:: WHAT IS BEING ASKED ::
Determine how many lines below include the string "CartResponse". Reply with the number only.

:: Stored data ::
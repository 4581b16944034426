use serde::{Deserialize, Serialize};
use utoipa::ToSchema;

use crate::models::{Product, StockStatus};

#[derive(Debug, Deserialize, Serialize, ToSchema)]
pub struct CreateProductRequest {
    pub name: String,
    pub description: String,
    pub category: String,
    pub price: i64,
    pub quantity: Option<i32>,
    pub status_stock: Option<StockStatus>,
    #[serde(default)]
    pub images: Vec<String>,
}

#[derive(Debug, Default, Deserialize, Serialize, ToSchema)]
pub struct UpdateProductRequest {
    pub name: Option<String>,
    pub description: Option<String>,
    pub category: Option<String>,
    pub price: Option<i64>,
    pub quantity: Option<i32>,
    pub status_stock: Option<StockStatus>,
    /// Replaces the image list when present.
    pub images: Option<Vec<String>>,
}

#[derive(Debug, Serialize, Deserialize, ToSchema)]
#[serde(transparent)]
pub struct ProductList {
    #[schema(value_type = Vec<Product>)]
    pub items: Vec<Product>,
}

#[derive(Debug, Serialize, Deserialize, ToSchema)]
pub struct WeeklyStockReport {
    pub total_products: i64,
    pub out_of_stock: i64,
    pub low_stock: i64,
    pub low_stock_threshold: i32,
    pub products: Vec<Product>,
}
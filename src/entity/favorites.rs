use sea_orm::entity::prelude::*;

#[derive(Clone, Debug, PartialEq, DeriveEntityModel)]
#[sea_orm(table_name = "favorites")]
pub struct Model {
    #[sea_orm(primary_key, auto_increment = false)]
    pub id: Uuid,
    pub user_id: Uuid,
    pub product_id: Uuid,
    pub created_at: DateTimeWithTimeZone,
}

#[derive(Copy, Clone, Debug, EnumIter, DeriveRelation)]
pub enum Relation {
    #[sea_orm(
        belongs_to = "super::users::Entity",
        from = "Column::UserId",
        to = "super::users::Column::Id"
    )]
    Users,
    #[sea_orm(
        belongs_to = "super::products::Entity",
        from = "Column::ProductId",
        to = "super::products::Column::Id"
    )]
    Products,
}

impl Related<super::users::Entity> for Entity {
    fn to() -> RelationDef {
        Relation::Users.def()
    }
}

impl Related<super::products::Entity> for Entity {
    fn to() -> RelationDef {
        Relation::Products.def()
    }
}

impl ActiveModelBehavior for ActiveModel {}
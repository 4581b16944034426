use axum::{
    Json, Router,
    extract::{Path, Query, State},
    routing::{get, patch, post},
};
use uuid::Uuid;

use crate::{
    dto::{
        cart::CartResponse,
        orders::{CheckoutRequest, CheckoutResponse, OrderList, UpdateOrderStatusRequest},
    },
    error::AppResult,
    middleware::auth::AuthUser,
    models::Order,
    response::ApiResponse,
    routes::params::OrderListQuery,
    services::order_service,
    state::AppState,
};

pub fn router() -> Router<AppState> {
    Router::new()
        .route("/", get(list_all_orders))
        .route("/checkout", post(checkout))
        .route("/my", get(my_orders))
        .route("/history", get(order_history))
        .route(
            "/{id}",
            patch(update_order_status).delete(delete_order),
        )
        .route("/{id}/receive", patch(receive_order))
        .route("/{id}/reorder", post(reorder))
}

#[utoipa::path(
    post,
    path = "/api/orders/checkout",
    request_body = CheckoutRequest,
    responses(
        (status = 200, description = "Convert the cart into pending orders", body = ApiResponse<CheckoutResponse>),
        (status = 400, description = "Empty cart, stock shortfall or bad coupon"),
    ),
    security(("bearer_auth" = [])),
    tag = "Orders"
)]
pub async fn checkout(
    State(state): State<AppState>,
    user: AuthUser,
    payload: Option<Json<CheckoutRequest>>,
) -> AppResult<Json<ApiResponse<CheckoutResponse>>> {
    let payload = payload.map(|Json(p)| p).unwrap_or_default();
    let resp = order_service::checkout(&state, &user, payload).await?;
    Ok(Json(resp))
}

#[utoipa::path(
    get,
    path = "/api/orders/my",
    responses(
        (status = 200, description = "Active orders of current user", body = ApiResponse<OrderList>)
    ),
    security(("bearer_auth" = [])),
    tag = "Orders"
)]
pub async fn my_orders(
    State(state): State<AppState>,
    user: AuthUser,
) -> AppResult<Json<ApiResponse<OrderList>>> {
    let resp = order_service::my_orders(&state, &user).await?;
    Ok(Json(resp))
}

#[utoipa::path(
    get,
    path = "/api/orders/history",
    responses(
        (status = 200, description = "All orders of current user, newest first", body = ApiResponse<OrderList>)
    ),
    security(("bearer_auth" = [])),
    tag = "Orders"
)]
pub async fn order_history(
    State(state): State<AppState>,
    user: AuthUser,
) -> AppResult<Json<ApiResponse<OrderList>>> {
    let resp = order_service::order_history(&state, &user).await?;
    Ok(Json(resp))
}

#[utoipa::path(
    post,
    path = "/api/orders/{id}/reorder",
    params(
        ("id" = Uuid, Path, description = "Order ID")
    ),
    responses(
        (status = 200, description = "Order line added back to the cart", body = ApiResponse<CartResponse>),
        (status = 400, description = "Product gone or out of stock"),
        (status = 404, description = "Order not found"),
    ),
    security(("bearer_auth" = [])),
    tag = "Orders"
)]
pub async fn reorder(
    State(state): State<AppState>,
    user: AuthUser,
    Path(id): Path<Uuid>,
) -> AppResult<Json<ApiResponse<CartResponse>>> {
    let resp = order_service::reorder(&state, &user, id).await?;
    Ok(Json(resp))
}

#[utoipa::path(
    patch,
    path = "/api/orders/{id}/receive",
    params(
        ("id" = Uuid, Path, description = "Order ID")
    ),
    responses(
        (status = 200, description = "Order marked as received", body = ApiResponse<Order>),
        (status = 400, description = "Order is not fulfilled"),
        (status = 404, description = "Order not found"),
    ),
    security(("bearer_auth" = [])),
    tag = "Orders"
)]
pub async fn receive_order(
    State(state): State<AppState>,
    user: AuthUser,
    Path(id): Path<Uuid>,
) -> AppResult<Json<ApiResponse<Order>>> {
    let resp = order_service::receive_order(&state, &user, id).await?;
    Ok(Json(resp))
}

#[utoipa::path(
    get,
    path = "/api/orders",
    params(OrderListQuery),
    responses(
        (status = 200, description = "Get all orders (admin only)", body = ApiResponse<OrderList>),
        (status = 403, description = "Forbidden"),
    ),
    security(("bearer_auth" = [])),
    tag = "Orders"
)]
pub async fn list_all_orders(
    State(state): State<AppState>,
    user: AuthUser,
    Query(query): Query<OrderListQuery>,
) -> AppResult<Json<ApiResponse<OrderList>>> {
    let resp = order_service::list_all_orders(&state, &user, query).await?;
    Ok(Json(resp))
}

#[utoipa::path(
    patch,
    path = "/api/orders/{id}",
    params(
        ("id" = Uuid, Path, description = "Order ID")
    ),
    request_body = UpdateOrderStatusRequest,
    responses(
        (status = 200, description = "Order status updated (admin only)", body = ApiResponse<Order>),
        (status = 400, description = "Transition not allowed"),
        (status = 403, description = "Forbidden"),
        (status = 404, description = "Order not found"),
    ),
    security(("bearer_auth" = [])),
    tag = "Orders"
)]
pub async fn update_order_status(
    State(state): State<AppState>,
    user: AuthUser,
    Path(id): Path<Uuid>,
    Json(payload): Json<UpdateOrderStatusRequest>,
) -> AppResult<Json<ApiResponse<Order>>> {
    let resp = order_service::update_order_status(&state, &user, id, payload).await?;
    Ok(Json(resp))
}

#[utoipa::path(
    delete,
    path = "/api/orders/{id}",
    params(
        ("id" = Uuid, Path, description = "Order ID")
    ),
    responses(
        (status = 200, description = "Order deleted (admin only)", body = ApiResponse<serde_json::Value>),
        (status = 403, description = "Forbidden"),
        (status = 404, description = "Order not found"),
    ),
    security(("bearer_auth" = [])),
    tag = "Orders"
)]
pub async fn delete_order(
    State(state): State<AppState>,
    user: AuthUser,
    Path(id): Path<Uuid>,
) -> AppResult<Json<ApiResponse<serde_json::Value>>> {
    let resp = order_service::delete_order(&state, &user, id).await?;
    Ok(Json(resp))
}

:: FINISHED TASK ::
3